Atlantic Canada as Launchpad, Not Limitation
Though with world ambitions, Gary has no intention of moving his business off the South Shore. He thinks that Atlantic Canada, somewhat ignored in the national technology story, has an essential part to play in the future of innovation.
“Here’s the paradox, as prominent Fogo Island community developer Zita Cobb would say: if you want things to remain the same, they must change,” he says. “We’re preserving culture by evolving. We’re keeping our roots strong by reaching outward,” he adds.
With changing trade patterns, unpredictable geopolitics, and pressures brought on by climate change, the time is right for rural, regional innovation ecosystems that value resilience over profit and service over scale.
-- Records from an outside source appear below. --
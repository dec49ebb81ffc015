//! # Submission Metrics
//!
//! Every outbound submission is timed and counted, labelled by outcome and
//! envelope type. The collectors are registered into a registry owned by the
//! caller, so the relay never touches the process-global default registry.
//!
//! Outcome labels:
//!
//! | label              | meaning                                  |
//! |--------------------|------------------------------------------|
//! | `request_error`    | transport failure, timeout, cancellation |
//! | `exception`        | node replied with an exception           |
//! | `PENDING` etc.     | node replied with a known status         |
//! | `unknown`          | node replied with an unrecognised status |

use std::sync::Arc;
use std::time::{Duration, Instant};

use prometheus::{HistogramOpts, HistogramVec, IntCounterVec, Opts, Registry};

use crate::client::{CoreClient, RequestContext, RequestError, SubmissionAcknowledgment};
use crate::envelope::EnvelopeVariant;

/// Outcome label for calls that produced no acknowledgment.
pub const STATUS_REQUEST_ERROR: &str = "request_error";

const LABELS: &[&str] = &["status", "envelope_type"];

/// Latency buckets in seconds. Submissions are a single local round trip, so
/// resolution is concentrated below one second.
const DURATION_BUCKETS: &[f64] = &[
    0.005, 0.01, 0.025, 0.05, 0.1, 0.25, 0.5, 1.0, 2.5, 5.0, 10.0, 30.0,
];

/// Handles to the submission collectors.
///
/// Clone-friendly; clones share the underlying atomics.
#[derive(Clone)]
pub struct SubmissionMetrics {
    duration: HistogramVec,
    submissions: IntCounterVec,
}

impl SubmissionMetrics {
    /// Create the collectors and register them into `registry`.
    ///
    /// Fails if collectors with the same names are already registered there.
    pub fn register(registry: &Registry) -> prometheus::Result<Self> {
        let duration = HistogramVec::new(
            HistogramOpts::new(
                "submission_duration_seconds",
                "Time spent waiting for the core node to acknowledge a submission",
            )
            .buckets(DURATION_BUCKETS.to_vec()),
            LABELS,
        )?;
        registry.register(Box::new(duration.clone()))?;

        let submissions = IntCounterVec::new(
            Opts::new(
                "submissions_total",
                "Submissions forwarded to the core node, by outcome",
            ),
            LABELS,
        )?;
        registry.register(Box::new(submissions.clone()))?;

        Ok(Self {
            duration,
            submissions,
        })
    }

    /// Record one completed call.
    pub fn observe(&self, status: &str, variant: EnvelopeVariant, elapsed: Duration) {
        let labels = [status, variant.label()];
        self.duration
            .with_label_values(&labels)
            .observe(elapsed.as_secs_f64());
        self.submissions.with_label_values(&labels).inc();
    }

    /// Counter value for one label pair.
    pub fn count(&self, status: &str, variant: EnvelopeVariant) -> u64 {
        self.submissions
            .with_label_values(&[status, variant.label()])
            .get()
    }

    /// Histogram sample count for one label pair.
    pub fn duration_samples(&self, status: &str, variant: EnvelopeVariant) -> u64 {
        self.duration
            .with_label_values(&[status, variant.label()])
            .get_sample_count()
    }
}

/// Records a call's outcome exactly once: explicitly via [`finish`], or as a
/// request error if the call future is dropped first.
///
/// [`finish`]: Observation::finish
struct Observation<'a> {
    metrics: &'a SubmissionMetrics,
    variant: EnvelopeVariant,
    started: Instant,
    recorded: bool,
}

impl<'a> Observation<'a> {
    fn start(metrics: &'a SubmissionMetrics, variant: EnvelopeVariant) -> Self {
        Self {
            metrics,
            variant,
            started: Instant::now(),
            recorded: false,
        }
    }

    fn finish(mut self, status: &str) {
        self.record(status);
    }

    fn record(&mut self, status: &str) {
        if !self.recorded {
            self.recorded = true;
            self.metrics
                .observe(status, self.variant, self.started.elapsed());
        }
    }
}

impl Drop for Observation<'_> {
    fn drop(&mut self) {
        self.record(STATUS_REQUEST_ERROR);
    }
}

/// Wraps a [`CoreClient`] so every submission is timed and counted.
#[derive(Clone)]
pub struct InstrumentedCoreClient {
    inner: Arc<dyn CoreClient>,
    metrics: SubmissionMetrics,
}

impl InstrumentedCoreClient {
    pub fn new(inner: Arc<dyn CoreClient>, metrics: SubmissionMetrics) -> Self {
        Self { inner, metrics }
    }

    pub fn metrics(&self) -> &SubmissionMetrics {
        &self.metrics
    }

    /// Forward to the wrapped client and record the outcome once it returns.
    /// The wrapped result is passed through untouched.
    pub async fn submit(
        &self,
        ctx: &RequestContext,
        raw: &str,
        variant: EnvelopeVariant,
    ) -> Result<SubmissionAcknowledgment, RequestError> {
        let observation = Observation::start(&self.metrics, variant);
        let result = self.inner.submit_transaction(ctx, raw).await;
        observation.finish(match &result {
            Ok(ack) => ack.metric_label(),
            Err(_) => STATUS_REQUEST_ERROR,
        });
        result
    }
}
//! # Transaction Envelopes
//!
//! Everything the relay knows about a submission comes from its envelope.
//!
//! ```text
//! codec.rs    — base64 XDR decoding into EnvelopeInfo
//! hash.rs     — network id derivation and transaction hashing
//! variant.rs  — v0 / v1 / fee-bump classification for metrics
//! fixtures.rs — deterministic sample envelopes (tests only)
//! ```
//!
//! The envelope is never validated beyond well-formedness. Signatures,
//! sequence numbers, and fees are the node's business.

pub mod codec;
pub mod hash;
pub mod variant;

#[cfg(any(test, feature = "test-utils"))]
pub mod fixtures;

pub use codec::{decode_envelope, EnvelopeError, EnvelopeInfo};
pub use hash::{HashError, NetworkId};
pub use variant::EnvelopeVariant;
Looking Ahead: Building Systems that Serve Everyone
Gary and his team are already constructing the next generation of climate adaptation planning tools, real-time evacuation modeling tools, and even automated logistics coordination during emergency events: StellarAlerts.AI. “What’s coming next isn’t just smarter software—it’s smarter systems,” Gary says. “Systems that are inclusive, responsive, and human-centered. We are not just modelling infrastructure—we are modelling how people respond in crisis.”
The Achievement Saga
Throughout his illustrious career, Gary has won many accolades. These include the Simon Fraser University President’s Research Award, the Queen Elizabeth II Diamond Jubilee Medal, the AWS Canada National Commercial Pitch Winner, the NS South Shore Business Awards Innovation Finalist, the Canadian Telecommunications Association Connected to the Community Award, the NB Premier’s Industry Innovation Challenge and is Director Emeritus of renowned Canadian publisher Goose Lane Editions.
The Future is Human—and It’s Here
In a world fixated on speed, scale, and disruption, Gary presents an alternative vision: one of peaceful, intentional, human-centered innovation. From a coastal village where crisis begat creation, to global acclaim and life-saving technologies, his body of work serves as a testament that the greatest technologies don’t do away with humanity, they amplify it.
“The future is already here,” he says. “The question is: how can we ensure that it will absolutely serve us all?”